Now, Potter & Potter Auctions of Chicago will sell the story in an auction of Harry Houdini memorabilia on April 9. Bids start at $13,000, although experts think it might fetch anywhere from $25,000 to $40,000. 

Houdini hired Lovecraft to write The Cancer of Superstition in 1926. When the stuntman died later that year, the project was put on hold. A synopsis of the story and one of its chapters, The Genesis of Superstition, was published in the 1966 book The Dark Brotherhood and Other Pieces. However, scholars didn’t know whether any more of the work—which was intended to be book-length—existed until now, Fine Books & Collections writes.

According to The National, Houdini wasn’t a fan of magic or spiritualism, and regularly used his stunts to unmask charlatans and frauds. However, Houdini was a fan of Lovecraft—a surprising fact, considering that the latter never achieved fame during his lifetime and died a pauper. Houdini’s admiration was triggered by a story Lovecraft had written called Imprisoned with the Pharaohs. The tale was based off one of Houdini’s “experiences” in Egypt, and told of the time the famed illusionist supposedly met the god who inspired the ancient Sphinx statue. Lovecraft began ghostwriting works for Houdini, including a lost essay criticizing astrology, before starting on The Cancer of Superstition.

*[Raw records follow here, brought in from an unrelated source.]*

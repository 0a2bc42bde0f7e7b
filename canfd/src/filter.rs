//! Frame acceptance filters
//!
//! Filter elements live in their planned message RAM regions and are matched
//! by the hardware against every incoming frame. An element is written at
//! `region offset + index × element size`; the hardware evaluates elements
//! in index order and applies the first match.

use core::marker::PhantomData;
use embedded_can::{ExtendedId, StandardId};
use vcell::VolatileCell;

/// Acceptance filters for 11-bit IDs
pub type FiltersStandard<'a, Id> = Filters<'a, Id, Filter>;
/// Acceptance filters for 29-bit IDs
pub type FiltersExtended<'a, Id> = Filters<'a, Id, ExtFilter>;

/// The filter index exceeds the planned element count
///
/// Nothing is written to the filter table when this is returned.
#[derive(Debug, PartialEq, Eq)]
#[cfg_attr(feature = "defmt", derive(defmt::Format))]
pub struct IndexOutOfRange;

/// Filter variants that can be stored in a message RAM filter table
pub trait FilterElement: Copy {
    /// Words one element occupies in message RAM
    const WORDS: usize;
    /// Element encoding; the first [`Self::WORDS`] entries are used
    fn encode(self) -> [u32; 2];
}

/// Acceptance filters for incoming frames
pub struct Filters<'a, Id, F> {
    memory: &'a mut [VolatileCell<u32>],
    len: usize,
    _markers: PhantomData<(Id, F)>,
}

impl<'a, Id, F: FilterElement> Filters<'a, Id, F> {
    /// # Safety
    /// All filters are assumed to be disabled initially. This is the case if
    /// the memory is zeroed.
    ///
    /// Notably, `Filters` does not assume ownership over the filter-related
    /// registers, as we need to know we are in initialization mode for their
    /// access to be safe.
    pub(crate) unsafe fn new(memory: &'a mut [VolatileCell<u32>]) -> Self {
        Self {
            memory,
            len: 0,
            _markers: PhantomData,
        }
    }

    /// Number of filter elements the planned region can hold
    pub fn capacity(&self) -> usize {
        self.memory.len() / F::WORDS
    }

    /// Number of filters added through [`Self::push`]
    pub fn len(&self) -> usize {
        self.len
    }

    /// `true` if no filter was pushed yet
    pub fn is_empty(&self) -> bool {
        self.len == 0
    }

    /// Overwrites the filter at `index`.
    ///
    /// An out-of-range index leaves the filter table untouched.
    pub fn set(&mut self, index: usize, filter: F) -> Result<(), IndexOutOfRange> {
        if index >= self.capacity() {
            return Err(IndexOutOfRange);
        }
        let words = filter.encode();
        for (cell, word) in self.memory[index * F::WORDS..]
            .iter()
            .zip(words.iter().take(F::WORDS))
        {
            cell.set(*word);
        }
        Ok(())
    }

    /// Appends a `filter` to the back of the list. Returns the assigned index
    /// if successful. Returns back the `filter` if the list is full.
    pub fn push(&mut self, filter: F) -> Result<usize, F> {
        let index = self.len;
        if self.set(index, filter).is_err() {
            return Err(filter);
        }
        self.len += 1;
        Ok(index)
    }
}

/// Frame filter for 11-bit IDs
#[derive(Copy, Clone)]
pub enum Filter {
    /// The filter is skipped
    Disabled,
    /// Range filter from low to high IDs
    Range {
        /// Action to take on a matched element
        action: Action,
        /// Lower filter limit
        low: StandardId,
        /// Upper filter limit
        high: StandardId,
    },
    /// Filter for two IDs
    Dual {
        /// Action to take on a matched element
        action: Action,
        /// Individual filter 1
        id1: StandardId,
        /// Individual filter 2
        id2: StandardId,
    },
    /// Traditional filter/mask CAN filter
    Classic {
        /// Action to take on a matched element
        action: Action,
        /// ID filter
        filter: StandardId,
        /// ID mask
        mask: StandardId,
    },
    /// Store into the dedicated RX buffer at `offset` (ignores filter type)
    StoreBuffer {
        /// 11-bit filter ID
        id: StandardId,
        /// Index of the dedicated RX buffer to store into
        offset: u8,
    },
}

/// Frame filter for 29-bit IDs
#[derive(Copy, Clone)]
pub enum ExtFilter {
    /// The filter is skipped
    Disabled,
    /// Range filter from low to high IDs with the extended ID AND mask
    /// applied
    MaskedRange {
        /// Action to take on a matched element
        action: Action,
        /// Lower filter limit
        low: ExtendedId,
        /// Upper filter limit
        high: ExtendedId,
    },
    /// Filter for two IDs
    Dual {
        /// Action to take on a matched element
        action: Action,
        /// Individual filter 1
        id1: ExtendedId,
        /// Individual filter 2
        id2: ExtendedId,
    },
    /// Traditional filter/mask CAN filter
    Classic {
        /// Action to take on a matched element
        action: Action,
        /// ID filter
        filter: ExtendedId,
        /// ID mask
        mask: ExtendedId,
    },
    /// Range filter from low to high IDs without the extended ID AND mask
    Range {
        /// Action to take on a matched element
        action: Action,
        /// Lower filter limit
        low: ExtendedId,
        /// Upper filter limit
        high: ExtendedId,
    },
    /// Store into the dedicated RX buffer at `offset` (ignores filter type)
    StoreBuffer {
        /// 29-bit filter ID
        id: ExtendedId,
        /// Index of the dedicated RX buffer to store into
        offset: u8,
    },
}

/// Filter element configurations
#[derive(Copy, Clone)]
pub enum Action {
    /// Store in RX FIFO 0 if filter matches
    StoreFifo0,
    /// Store in RX FIFO 1 if filter matches
    StoreFifo1,
    /// Reject ID if filter matches
    Reject,
    /// Set priority if filter matches
    Priority,
    /// Set priority and store in FIFO 0 if filter matches
    PriorityFifo0,
    /// Set priority and store in FIFO 1 if filter matches
    PriorityFifo1,
}

impl From<Action> for u32 {
    fn from(val: Action) -> Self {
        match val {
            Action::StoreFifo0 => 0x1,
            Action::StoreFifo1 => 0x2,
            Action::Reject => 0x3,
            Action::Priority => 0x4,
            Action::PriorityFifo0 => 0x5,
            Action::PriorityFifo1 => 0x6,
        }
    }
}

impl FilterElement for Filter {
    const WORDS: usize = 1;

    fn encode(self) -> [u32; 2] {
        let v = match self {
            Filter::Disabled => 0,
            Filter::Range { action, high, low } => {
                let action: u32 = action.into();
                (high.as_raw() as u32) | ((low.as_raw() as u32) << 16) | (action << 27)
            }
            Filter::Dual { action, id1, id2 } => {
                let action: u32 = action.into();
                (id2.as_raw() as u32) | ((id1.as_raw() as u32) << 16) | (action << 27) | (1 << 30)
            }
            Filter::Classic {
                action,
                filter,
                mask,
            } => {
                let action: u32 = action.into();
                (mask.as_raw() as u32)
                    | ((filter.as_raw() as u32) << 16)
                    | (action << 27)
                    | (2 << 30)
            }
            Filter::StoreBuffer { id, offset } => {
                ((id.as_raw() as u32) << 16) | offset as u32 | (0x7 << 27)
            }
        };
        [v, 0]
    }
}

impl FilterElement for ExtFilter {
    const WORDS: usize = 2;

    fn encode(self) -> [u32; 2] {
        let (v1, v2) = match self {
            ExtFilter::Disabled => (0, 0),
            ExtFilter::MaskedRange { action, high, low } => {
                let action: u32 = action.into();
                (action << 29 | low.as_raw(), high.as_raw())
            }
            ExtFilter::Dual { action, id1, id2 } => {
                let action: u32 = action.into();
                (action << 29 | id1.as_raw(), 1 << 30 | id2.as_raw())
            }
            ExtFilter::Classic {
                action,
                filter,
                mask,
            } => {
                let action: u32 = action.into();
                (action << 29 | filter.as_raw(), 2 << 30 | mask.as_raw())
            }
            ExtFilter::Range { action, high, low } => {
                let action: u32 = action.into();
                (action << 29 | low.as_raw(), 3 << 30 | high.as_raw())
            }
            ExtFilter::StoreBuffer { id, offset } => (0x7 << 29 | id.as_raw(), offset as u32),
        };
        [v1, v2]
    }
}

#[cfg(test)]
mod tests {
    use super::*;

    enum NoCan {}
    unsafe impl canfd_core::CanId for NoCan {}

    fn memory<const N: usize>() -> [VolatileCell<u32>; N] {
        core::array::from_fn(|_| VolatileCell::new(0))
    }

    #[test]
    fn classic_standard_filter_encoding() {
        let encoded = Filter::Classic {
            action: Action::StoreFifo1,
            filter: StandardId::new(0x123).unwrap(),
            mask: StandardId::new(0x7ff).unwrap(),
        }
        .encode();
        assert_eq!(encoded[0], 0x7ff | (0x123 << 16) | (0x2 << 27) | (2 << 30));
    }

    #[test]
    fn classic_extended_filter_encoding() {
        let encoded = ExtFilter::Classic {
            action: Action::StoreFifo0,
            filter: ExtendedId::new(0x1234_5678).unwrap(),
            mask: ExtendedId::new(0x1fff_ffff).unwrap(),
        }
        .encode();
        assert_eq!(encoded[0], (0x1 << 29) | 0x1234_5678);
        assert_eq!(encoded[1], (2 << 30) | 0x1fff_ffff);
    }

    #[test]
    fn out_of_range_index_is_an_error_and_writes_nothing() {
        let mut mem = memory::<4>();
        let mut filters: FiltersStandard<NoCan> = unsafe { Filters::new(&mut mem) };
        let filter = Filter::Classic {
            action: Action::StoreFifo0,
            filter: StandardId::ZERO,
            mask: StandardId::MAX,
        };
        assert_eq!(filters.set(4, filter), Err(IndexOutOfRange));
        drop(filters);
        assert!(mem.iter().all(|cell| cell.get() == 0));
    }

    #[test]
    fn push_assigns_sequential_indices_until_full() {
        let mut mem = memory::<4>();
        let mut filters: FiltersExtended<NoCan> = unsafe { Filters::new(&mut mem) };
        let filter = ExtFilter::Classic {
            action: Action::StoreFifo0,
            filter: ExtendedId::ZERO,
            mask: ExtendedId::MAX,
        };
        assert_eq!(filters.push(filter).ok(), Some(0));
        assert_eq!(filters.push(filter).ok(), Some(1));
        assert!(filters.push(filter).is_err());
        assert_eq!(filters.len(), 2);
    }

    #[test]
    fn set_writes_at_the_planned_element_offset() {
        let mut mem = memory::<8>();
        let mut filters: FiltersExtended<NoCan> = unsafe { Filters::new(&mut mem) };
        filters
            .set(
                1,
                ExtFilter::Dual {
                    action: Action::StoreFifo1,
                    id1: ExtendedId::new(0xaa).unwrap(),
                    id2: ExtendedId::new(0xbb).unwrap(),
                },
            )
            .unwrap();
        drop(filters);
        assert_eq!(mem[0].get(), 0);
        assert_eq!(mem[1].get(), 0);
        assert_eq!(mem[2].get(), (0x2 << 29) | 0xaa);
        assert_eq!(mem[3].get(), (1 << 30) | 0xbb);
    }
}
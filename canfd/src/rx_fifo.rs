//! Reception through the two RX FIFOs
//!
//! The hardware maintains a fill level and a get index per FIFO; the driver
//! reads the element at the get index and acknowledges it back, which
//! advances the hardware get pointer. A full FIFO drops frames and raises
//! the message-lost flag; the drop is reported to the caller together with
//! the (still valid) oldest frame rather than silently.

use crate::interrupt::InterruptSet;
use crate::message::rx;
use crate::message::RawFrame;
use crate::reg::{Registers, RxFifoRegs, Rxfa};
use canfd_core::CanId;
use core::marker::PhantomData;
use vcell::VolatileCell;

/// Value of the type-level FIFO selection enum representing FIFO 0.
pub struct Fifo0;
/// Value of the type-level FIFO selection enum representing FIFO 1.
pub struct Fifo1;

/// Receive FIFO `F` on controller `Id`.
pub struct RxFifo<'a, F, Id> {
    memory: &'a mut [VolatileCell<u32>],
    element_words: usize,
    regs: Registers<Id>,
    _markers: PhantomData<F>,
}

/// Outcome of one FIFO read
#[derive(Debug)]
pub enum FifoRead {
    /// The FIFO holds no frames
    Empty,
    /// The oldest frame, acknowledged back to the hardware
    Received(rx::Frame),
    /// The oldest frame, and at least one later frame was dropped because
    /// the FIFO was full
    ///
    /// The frame itself is valid; the variant exists so the caller can count
    /// dropped frames. The hardware's message-lost flag has already been
    /// cleared.
    ReceivedWithLoss(rx::Frame),
}

/// Provides access to the registers controlling the RX FIFO.
pub trait GetRxFifoRegs {
    /// Configuration, status and acknowledge registers of this FIFO
    ///
    /// # Safety
    /// Direct access can break assumptions made by the abstraction.
    unsafe fn registers(&self) -> &RxFifoRegs;
    /// Clears this FIFO's message-lost flag in the interrupt status register
    fn clear_lost_flag(&self);
}

impl<'a, Id: CanId> GetRxFifoRegs for RxFifo<'a, Fifo0, Id> {
    unsafe fn registers(&self) -> &RxFifoRegs {
        &self.regs.rxf0
    }

    fn clear_lost_flag(&self) {
        // Write-one-to-clear; flags owned by others read as written zeros
        // and stay untouched.
        let mut set = InterruptSet(0);
        set.set_rf0l(true);
        self.regs.ir.write(set);
    }
}

impl<'a, Id: CanId> GetRxFifoRegs for RxFifo<'a, Fifo1, Id> {
    unsafe fn registers(&self) -> &RxFifoRegs {
        &self.regs.rxf1
    }

    fn clear_lost_flag(&self) {
        let mut set = InterruptSet(0);
        set.set_rf1l(true);
        self.regs.ir.write(set);
    }
}

impl<'a, F, Id: CanId> RxFifo<'a, F, Id>
where
    Self: GetRxFifoRegs,
{
    /// # Safety
    /// The caller must be the owner of the controller referenced by `Id`.
    /// The constructed type assumes ownership of some of the registers from
    /// the controller's register block. Do not use them elsewhere to avoid
    /// aliasing. Do not keep multiple instances for the same FIFO and
    /// controller.
    /// - RXFC
    /// - RXFS
    /// - RXFA
    ///
    /// The IR flag for this FIFO's message-lost event is additionally
    /// cleared on overflow.
    pub(crate) unsafe fn new(
        memory: &'a mut [VolatileCell<u32>],
        element_words: usize,
        regs: Registers<Id>,
    ) -> Self {
        Self {
            memory,
            element_words,
            regs,
            _markers: PhantomData,
        }
    }

    fn fifo_regs(&self) -> &RxFifoRegs {
        // Safety: The RxFifo owns the registers.
        unsafe { self.registers() }
    }

    /// Returns the number of frames waiting in the queue
    pub fn len(&self) -> usize {
        self.fifo_regs().s.read().ffl() as usize
    }

    /// Returns `true` if the queue is empty
    pub fn is_empty(&self) -> bool {
        self.len() == 0
    }

    /// Returns the number of frames the queue can hold
    pub fn capacity(&self) -> usize {
        self.memory.len() / self.element_words
    }

    fn element(&self, index: usize) -> Option<&[VolatileCell<u32>]> {
        let start = index.checked_mul(self.element_words)?;
        self.memory.get(start..start + self.element_words)
    }

    /// Takes the oldest frame out of the FIFO
    ///
    /// On overflow the dropped-frames condition is cleared and reported
    /// through [`FifoRead::ReceivedWithLoss`].
    pub fn receive(&mut self) -> FifoRead {
        let status = self.fifo_regs().s.read();
        if status.ffl() == 0 {
            return FifoRead::Empty;
        }
        let get_index = status.fgi() as usize;
        let frame = match self.element(get_index) {
            Some(element) => rx::Frame(RawFrame::load(element)),
            // The hardware never reports a get index outside the configured
            // FIFO, and the configuration is frozen while this exists.
            None => return FifoRead::Empty,
        };
        // Mark the frame as read. The written index is valid since it was
        // retrieved from the hardware and the configuration has not changed.
        let mut ack = Rxfa(0);
        ack.set_fai(get_index as u8);
        self.fifo_regs().a.write(ack);

        if status.rfl() {
            self.clear_lost_flag();
            FifoRead::ReceivedWithLoss(frame)
        } else {
            FifoRead::Received(frame)
        }
    }
}
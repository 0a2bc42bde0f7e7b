//! Memory management for the RAM interface between core and controller.
//!
//! The controller owns a fixed 8 KiB message RAM that the driver partitions
//! into typed regions at configuration time. Regions are placed back to back
//! in a fixed order; a region with element count 0 is absent and consumes no
//! space, shifting every region after it down.

use crate::message::DataFieldSize;
use core::mem::MaybeUninit;
use vcell::VolatileCell;

/// Message RAM capacity in bytes
pub const MESSAGE_RAM_SIZE: usize = 8192;

pub(crate) const MESSAGE_RAM_WORDS: usize = MESSAGE_RAM_SIZE / 4;

const STANDARD_FILTER_BYTES: usize = 4;
const EXTENDED_FILTER_BYTES: usize = 8;
const TX_EVENT_BYTES: usize = 8;

/// Largest number of standard ID filter elements
pub const MAX_STANDARD_FILTERS: u8 = 128;
/// Largest number of extended ID filter elements
pub const MAX_EXTENDED_FILTERS: u8 = 64;
/// Largest number of TX buffers
pub const MAX_TX_BUFFERS: u8 = 32;
/// Largest number of dedicated RX buffers
pub const MAX_RX_BUFFERS: u8 = 64;
/// Largest number of elements in one RX FIFO
pub const MAX_RX_FIFO_ELEMENTS: u8 = 64;
/// Largest number of TX event FIFO elements
pub const MAX_TX_EVENT_FIFO_ELEMENTS: u8 = 32;

/// Requested number of elements per message RAM region
///
/// Any count may be 0; the corresponding region is then absent and its
/// abstraction is inert.
#[derive(Copy, Clone, Debug, Default)]
#[cfg_attr(feature = "defmt", derive(defmt::Format))]
pub struct ElementCounts {
    /// Standard ID filter elements, at most [`MAX_STANDARD_FILTERS`]
    pub standard_filters: u8,
    /// Extended ID filter elements, at most [`MAX_EXTENDED_FILTERS`]
    pub extended_filters: u8,
    /// TX buffers, at most [`MAX_TX_BUFFERS`]
    pub tx_buffers: u8,
    /// Dedicated RX buffers, at most [`MAX_RX_BUFFERS`]
    pub rx_buffers: u8,
    /// RX FIFO 0 elements, at most [`MAX_RX_FIFO_ELEMENTS`]
    pub rx_fifo_0: u8,
    /// RX FIFO 1 elements, at most [`MAX_RX_FIFO_ELEMENTS`]
    pub rx_fifo_1: u8,
    /// TX event FIFO elements, at most [`MAX_TX_EVENT_FIFO_ELEMENTS`]
    pub tx_event_fifo: u8,
}

/// Message RAM region kinds, in placement order
#[derive(Copy, Clone, Debug, PartialEq, Eq)]
#[cfg_attr(feature = "defmt", derive(defmt::Format))]
pub enum RegionKind {
    /// Standard ID filter list
    StandardFilter,
    /// Extended ID filter list
    ExtendedFilter,
    /// TX buffers
    TxBuffer,
    /// Dedicated RX buffers
    RxBuffer,
    /// RX FIFO 0
    RxFifo0,
    /// RX FIFO 1
    RxFifo1,
    /// TX event FIFO
    TxEventFifo,
}

/// One planned message RAM region
#[derive(Copy, Clone, Debug, PartialEq, Eq)]
#[cfg_attr(feature = "defmt", derive(defmt::Format))]
pub struct Region {
    /// Byte offset from the start of the message RAM
    pub offset: usize,
    /// Number of elements
    pub count: usize,
    /// Size of one element in bytes
    pub element_size: usize,
}

impl Region {
    /// Word offset from the start of the message RAM
    pub(crate) fn word_offset(&self) -> usize {
        self.offset / 4
    }

    /// Size of one element in words
    pub(crate) fn element_words(&self) -> usize {
        self.element_size / 4
    }

    /// Total region size in words
    pub(crate) fn words(&self) -> usize {
        self.count * self.element_words()
    }

    fn end(&self) -> usize {
        self.offset + self.count * self.element_size
    }
}

/// Misconfigurations of [`ElementCounts`]
#[derive(Debug, PartialEq, Eq)]
#[cfg_attr(feature = "defmt", derive(defmt::Format))]
pub enum LayoutError {
    /// A region was requested with more elements than the hardware indexes
    TooManyElements {
        /// Offending region
        region: RegionKind,
        /// Requested element count
        count: u8,
        /// Largest supported element count
        max: u8,
    },
    /// The regions together do not fit in the message RAM
    CapacityExceeded {
        /// Bytes the requested layout would need
        required: usize,
        /// Bytes available
        capacity: usize,
    },
}

/// Byte offsets of all message RAM regions
///
/// Regions are contiguous, non-overlapping and laid out in the declaration
/// order of the fields. `None` means the region was requested with count 0
/// and occupies no space.
#[derive(Copy, Clone, Debug, Default, PartialEq, Eq)]
pub struct MessageRamLayout {
    /// Standard ID filter list
    pub standard_filters: Option<Region>,
    /// Extended ID filter list
    pub extended_filters: Option<Region>,
    /// TX buffers
    pub tx_buffers: Option<Region>,
    /// Dedicated RX buffers
    pub rx_buffers: Option<Region>,
    /// RX FIFO 0
    pub rx_fifo_0: Option<Region>,
    /// RX FIFO 1
    pub rx_fifo_1: Option<Region>,
    /// TX event FIFO
    pub tx_event_fifo: Option<Region>,
    /// Total bytes consumed
    pub total: usize,
}

impl MessageRamLayout {
    /// Assigns offsets to all requested regions
    ///
    /// Frame-carrying elements (buffers and RX FIFOs) are sized for
    /// `data_field_size`; filter and event elements have fixed sizes.
    pub fn plan(
        counts: &ElementCounts,
        data_field_size: DataFieldSize,
    ) -> Result<Self, LayoutError> {
        let frame_bytes = data_field_size.element_bytes();
        let plan = [
            (RegionKind::StandardFilter, counts.standard_filters, MAX_STANDARD_FILTERS, STANDARD_FILTER_BYTES),
            (RegionKind::ExtendedFilter, counts.extended_filters, MAX_EXTENDED_FILTERS, EXTENDED_FILTER_BYTES),
            (RegionKind::TxBuffer, counts.tx_buffers, MAX_TX_BUFFERS, frame_bytes),
            (RegionKind::RxBuffer, counts.rx_buffers, MAX_RX_BUFFERS, frame_bytes),
            (RegionKind::RxFifo0, counts.rx_fifo_0, MAX_RX_FIFO_ELEMENTS, frame_bytes),
            (RegionKind::RxFifo1, counts.rx_fifo_1, MAX_RX_FIFO_ELEMENTS, frame_bytes),
            (RegionKind::TxEventFifo, counts.tx_event_fifo, MAX_TX_EVENT_FIFO_ELEMENTS, TX_EVENT_BYTES),
        ];

        let mut layout = Self::default();
        let mut offset = 0;
        for (kind, count, max, element_size) in plan {
            if count > max {
                return Err(LayoutError::TooManyElements {
                    region: kind,
                    count,
                    max,
                });
            }
            if count == 0 {
                continue;
            }
            let region = Region {
                offset,
                count: count.into(),
                element_size,
            };
            offset = region.end();
            *match kind {
                RegionKind::StandardFilter => &mut layout.standard_filters,
                RegionKind::ExtendedFilter => &mut layout.extended_filters,
                RegionKind::TxBuffer => &mut layout.tx_buffers,
                RegionKind::RxBuffer => &mut layout.rx_buffers,
                RegionKind::RxFifo0 => &mut layout.rx_fifo_0,
                RegionKind::RxFifo1 => &mut layout.rx_fifo_1,
                RegionKind::TxEventFifo => &mut layout.tx_event_fifo,
            } = Some(region);
        }

        layout.total = offset;
        if layout.total > MESSAGE_RAM_SIZE {
            return Err(LayoutError::CapacityExceeded {
                required: layout.total,
                capacity: MESSAGE_RAM_SIZE,
            });
        }
        Ok(layout)
    }
}

/// Memory shared between the controller and the core
///
/// The driver partitions it according to a [`MessageRamLayout`] when the bus
/// is opened. It must be placed at the controller's dedicated message RAM
/// address; construction of the bus abstraction checks this.
pub struct SharedMemory(MaybeUninit<[VolatileCell<u32>; MESSAGE_RAM_WORDS]>);

impl SharedMemory {
    /// All initialization is handled by the type that uses the memory, so
    /// this type can safely be assigned to a link_section that is not
    /// initialized by the system to control its position in memory.
    pub const fn new() -> Self {
        Self(MaybeUninit::uninit())
    }

    pub(crate) fn init(&mut self) -> &mut [VolatileCell<u32>; MESSAGE_RAM_WORDS] {
        self.0 = MaybeUninit::zeroed();
        // Safety: All bits 0 is a valid value for an array of word cells.
        unsafe { self.0.assume_init_mut() }
    }
}

impl Default for SharedMemory {
    fn default() -> Self {
        Self::new()
    }
}

#[cfg(test)]
mod tests {
    use super::*;

    fn counts() -> ElementCounts {
        ElementCounts {
            standard_filters: 8,
            extended_filters: 4,
            tx_buffers: 4,
            rx_buffers: 8,
            rx_fifo_0: 16,
            rx_fifo_1: 2,
            tx_event_fifo: 4,
        }
    }

    #[test]
    fn regions_are_contiguous_and_ordered() {
        let layout = MessageRamLayout::plan(&counts(), DataFieldSize::B64).unwrap();
        let regions = [
            layout.standard_filters.unwrap(),
            layout.extended_filters.unwrap(),
            layout.tx_buffers.unwrap(),
            layout.rx_buffers.unwrap(),
            layout.rx_fifo_0.unwrap(),
            layout.rx_fifo_1.unwrap(),
            layout.tx_event_fifo.unwrap(),
        ];
        assert_eq!(regions[0].offset, 0);
        for pair in regions.windows(2) {
            assert_eq!(pair[0].end(), pair[1].offset);
        }
        assert_eq!(layout.total, regions[6].end());
        assert!(layout.total <= MESSAGE_RAM_SIZE);
    }

    #[test]
    fn element_sizes_follow_the_region_kind() {
        let layout = MessageRamLayout::plan(&counts(), DataFieldSize::B16).unwrap();
        assert_eq!(layout.standard_filters.unwrap().element_size, 4);
        assert_eq!(layout.extended_filters.unwrap().element_size, 8);
        assert_eq!(layout.tx_buffers.unwrap().element_size, 8 + 16);
        assert_eq!(layout.rx_fifo_0.unwrap().element_size, 8 + 16);
        assert_eq!(layout.tx_event_fifo.unwrap().element_size, 8);
    }

    #[test]
    fn empty_regions_are_absent_and_later_regions_shift_down() {
        let mut c = counts();
        c.extended_filters = 0;
        c.tx_buffers = 0;
        let layout = MessageRamLayout::plan(&c, DataFieldSize::B64).unwrap();
        assert!(layout.extended_filters.is_none());
        assert!(layout.tx_buffers.is_none());
        // RX buffers start right after the standard filters
        assert_eq!(
            layout.rx_buffers.unwrap().offset,
            layout.standard_filters.unwrap().end()
        );
    }

    #[test]
    fn count_above_the_hardware_limit_is_rejected() {
        let mut c = counts();
        c.tx_buffers = MAX_TX_BUFFERS + 1;
        assert_eq!(
            MessageRamLayout::plan(&c, DataFieldSize::B64),
            Err(LayoutError::TooManyElements {
                region: RegionKind::TxBuffer,
                count: MAX_TX_BUFFERS + 1,
                max: MAX_TX_BUFFERS,
            })
        );
    }

    #[test]
    fn oversubscribed_ram_is_rejected_at_planning_time() {
        let c = ElementCounts {
            standard_filters: MAX_STANDARD_FILTERS,
            extended_filters: MAX_EXTENDED_FILTERS,
            tx_buffers: MAX_TX_BUFFERS,
            rx_buffers: MAX_RX_BUFFERS,
            rx_fifo_0: MAX_RX_FIFO_ELEMENTS,
            rx_fifo_1: MAX_RX_FIFO_ELEMENTS,
            tx_event_fifo: MAX_TX_EVENT_FIFO_ELEMENTS,
        };
        match MessageRamLayout::plan(&c, DataFieldSize::B64) {
            Err(LayoutError::CapacityExceeded { required, capacity }) => {
                assert!(required > capacity);
                assert_eq!(capacity, MESSAGE_RAM_SIZE);
            }
            other => panic!("expected capacity error, got {other:?}"),
        }
    }

    #[test]
    fn everything_fits_with_a_small_data_field() {
        let c = ElementCounts {
            standard_filters: MAX_STANDARD_FILTERS,
            extended_filters: MAX_EXTENDED_FILTERS,
            tx_buffers: MAX_TX_BUFFERS,
            rx_buffers: MAX_RX_BUFFERS,
            rx_fifo_0: MAX_RX_FIFO_ELEMENTS,
            rx_fifo_1: MAX_RX_FIFO_ELEMENTS,
            tx_event_fifo: MAX_TX_EVENT_FIFO_ELEMENTS,
        };
        let layout = MessageRamLayout::plan(&c, DataFieldSize::B8).unwrap();
        // 128*4 + 64*8 + (32+64+64+64)*16 + 32*8 = 4864
        assert_eq!(layout.total, 4864);
    }
}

Lovecraft teamed up with the writer CM Eddy, who reportedly wrote the chapters of The Cancer of Superstition. Lovecraft made additions and revisions and wrote its synopsis. After touching on topics like werewolves and black magic, Lovecraft and Eddy concluded that superstition is an “inborn inclination” that “persists only through mental indolence of those who reject modern science.”

Since Houdini died so soon after The Cancer of Superstition’s start, scholars thought that Lovecraft and Eddy had only completed a small portion of the project. Now that it’s been rediscovered, it adds a new historical understanding of the two famous figures’ fight against scientific ignorance. 

“While Lovecraft entertained readers with weird and horrific science fiction and Houdini amazed audiences with displays of superhuman escapes, both are to be found here in what they call a ‘campaign’ against superstition,” Potter & Potter president Gabe Fajuri told The Guardian. “They argue that all superstitious beliefs are relics of a common ‘prehistoric ignorance’ in humans.”